Он почти не пьет. Женщины проходят чередой, не оставляя воспоминаний. Сам он называет эти годы мрачными, серыми, нескончаемыми. Но стихи, написанные тогда, прекрасны, вдохновенны, глубоки; они достигли невиданного совершенства. Из старинных французских преданий зарождается его драма «Роза и крест», где есть дивная песня Гаэтана: «Радость-Страданье одно».
Тем не менее эти годы кажутся ему пустыми. Здоровье его пошатнулось. Может быть, именно поэтому он так восхищается физической силой и борцами? Он страдает от цинги, и его неврастения тревожит врачей. Он лечится, много времени проводит дома, хотя скучает, несмотря на присутствие Любы. Ее снова влечет театр.

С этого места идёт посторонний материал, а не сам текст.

use serde::{Deserialize, Serialize};

fn default_port() -> u16 {
    3000
}
fn default_admin_port() -> u16 {
    9091
}
fn default_host() -> String {
    "0.0.0.0".to_string()
}
fn default_scheme_hint() -> String {
    "http".to_string()
}
fn default_true() -> bool {
    true
}
fn default_discover_interval_ms() -> u64 {
    30_000
}
fn default_discovery_network() -> String {
    "gateway_net".to_string()
}
fn default_discovery_self_name() -> String {
    "gateway".to_string()
}
fn default_rl_window_ms() -> u64 {
    60_000
}
fn default_rl_max_requests() -> u32 {
    100
}
fn default_rl_block_ms() -> u64 {
    300_000
}
fn default_rl_cleanup_ms() -> u64 {
    60_000
}
fn default_rl_skip_paths() -> Vec<String> {
    vec![
        "/health".to_string(),
        "/ready".to_string(),
        "/metrics".to_string(),
    ]
}
fn default_bot_threshold() -> u8 {
    70
}
fn default_reputation_block_threshold() -> u8 {
    80
}
fn default_reputation_warn_threshold() -> u8 {
    50
}
fn default_check_mode() -> String {
    "async".to_string()
}
fn default_cache_ttl_ms() -> u64 {
    3_600_000
}
fn default_daily_quota() -> u32 {
    1000
}
fn default_cache_path() -> String {
    "./data/reputation_cache.json".to_string()
}
fn default_upstream_timeout_ms() -> u64 {
    30_000
}
fn default_shutdown_drain_ms() -> u64 {
    10_000
}

/// Infrastructure configuration loaded once at startup from a file (if
/// present) and then overridden field-by-field from the environment. There
/// is no hot-reload control plane: a changed env var only takes effect on
/// the next process restart.
#[derive(Debug, Clone, Serialize, Deserialize)]
#[serde(default)]
pub struct GatewayConfig {
    #[serde(default = "default_host")]
    pub host: String,
    #[serde(default = "default_port")]
    pub port: u16,
    #[serde(default = "default_admin_port")]
    pub admin_port: u16,
    #[serde(default = "default_scheme_hint")]
    pub scheme_hint: String,

    #[serde(default)]
    pub upstream_hosts: Vec<String>,

    #[serde(default)]
    pub discovery: DiscoveryConfig,
    #[serde(default)]
    pub rate_limit: RateLimitConfig,
    #[serde(default)]
    pub bot_detection: BotDetectionConfig,
    #[serde(default)]
    pub ip_reputation: ReputationConfig,

    #[serde(default = "default_true")]
    pub trust_proxy: bool,
    #[serde(default = "default_true")]
    pub stealth_mode: bool,
    #[serde(default = "default_upstream_timeout_ms")]
    pub upstream_timeout_ms: u64,
    #[serde(default = "default_shutdown_drain_ms")]
    pub shutdown_drain_ms: u64,
}

impl Default for GatewayConfig {
    fn default() -> Self {
        Self {
            host: default_host(),
            port: default_port(),
            admin_port: default_admin_port(),
            scheme_hint: default_scheme_hint(),
            upstream_hosts: Vec::new(),
            discovery: DiscoveryConfig::default(),
            rate_limit: RateLimitConfig::default(),
            bot_detection: BotDetectionConfig::default(),
            ip_reputation: ReputationConfig::default(),
            trust_proxy: true,
            stealth_mode: true,
            upstream_timeout_ms: default_upstream_timeout_ms(),
            shutdown_drain_ms: default_shutdown_drain_ms(),
        }
    }
}

#[derive(Debug, Clone, Serialize, Deserialize)]
#[serde(default)]
pub struct DiscoveryConfig {
    #[serde(default = "default_true")]
    pub auto_discover: bool,
    #[serde(default = "default_discover_interval_ms")]
    pub interval_ms: u64,
    #[serde(default = "default_discovery_network")]
    pub network: String,
    #[serde(default = "default_discovery_self_name")]
    pub self_name: String,
}

impl Default for DiscoveryConfig {
    fn default() -> Self {
        Self {
            auto_discover: true,
            interval_ms: default_discover_interval_ms(),
            network: default_discovery_network(),
            self_name: default_discovery_self_name(),
        }
    }
}

#[derive(Debug, Clone, Serialize, Deserialize)]
#[serde(default)]
pub struct RateLimitConfig {
    #[serde(default = "default_rl_window_ms")]
    pub window_ms: u64,
    #[serde(default = "default_rl_max_requests")]
    pub max_requests: u32,
    #[serde(default = "default_rl_block_ms")]
    pub block_duration_ms: u64,
    #[serde(default = "default_rl_cleanup_ms")]
    pub cleanup_interval_ms: u64,
    #[serde(default = "default_rl_skip_paths")]
    pub skip_paths: Vec<String>,
}

impl Default for RateLimitConfig {
    fn default() -> Self {
        Self {
            window_ms: default_rl_window_ms(),
            max_requests: default_rl_max_requests(),
            block_duration_ms: default_rl_block_ms(),
            cleanup_interval_ms: default_rl_cleanup_ms(),
            skip_paths: default_rl_skip_paths(),
        }
    }
}

#[derive(Debug, Clone, Serialize, Deserialize)]
#[serde(default)]
pub struct BotDetectionConfig {
    #[serde(default = "default_true")]
    pub enabled: bool,
    #[serde(default = "default_bot_threshold")]
    pub score_threshold: u8,
    #[serde(default = "default_true")]
    pub allow_good_bots: bool,
}

impl Default for BotDetectionConfig {
    fn default() -> Self {
        Self {
            enabled: true,
            score_threshold: default_bot_threshold(),
            allow_good_bots: true,
        }
    }
}

#[derive(Debug, Clone, Serialize, Deserialize)]
#[serde(default)]
pub struct ReputationConfig {
    #[serde(default = "default_true")]
    pub enabled: bool,
    #[serde(default)]
    pub api_key: String,
    #[serde(default = "default_reputation_block_threshold")]
    pub block_threshold: u8,
    #[serde(default = "default_reputation_warn_threshold")]
    pub warn_threshold: u8,
    #[serde(default = "default_check_mode")]
    pub check_mode: String,
    #[serde(default = "default_cache_ttl_ms")]
    pub cache_ttl_ms: u64,
    #[serde(default = "default_daily_quota")]
    pub daily_quota: u32,
    #[serde(default = "default_cache_path")]
    pub cache_path: String,
}

impl Default for ReputationConfig {
    fn default() -> Self {
        Self {
            enabled: true,
            api_key: String::new(),
            block_threshold: default_reputation_block_threshold(),
            warn_threshold: default_reputation_warn_threshold(),
            check_mode: default_check_mode(),
            cache_ttl_ms: default_cache_ttl_ms(),
            daily_quota: default_daily_quota(),
            cache_path: default_cache_path(),
        }
    }
}

impl ReputationConfig {
    pub fn check_async(&self) -> bool {
        self.check_mode != "sync"
    }
}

Толстой умер, его смерть оставила неизгладимый след в жизни страны. В литературе отчетливо выделяются два направления: первое в основном представляют прозаики (Андреев, Горький) — исключительно пестрое по форме, насыщенное марксистскими идеями. К нему примыкают стихотворцы — наследники некрасовского афоризма: истинные граждане, но посредственные поэты. Ко второму направлению (символисты и им подобные), которое марксисты прозвали «декадентским», принадлежат такие поэты и романисты, как Гиппиус и Сологуб. Если между символистами порой ведется непримиримая борьба, то между марксистами и декадентами нет ничего общего, им не о чем спорить. У Андреева и Горького свои журналы, свои читатели, свой успех — уже значительный.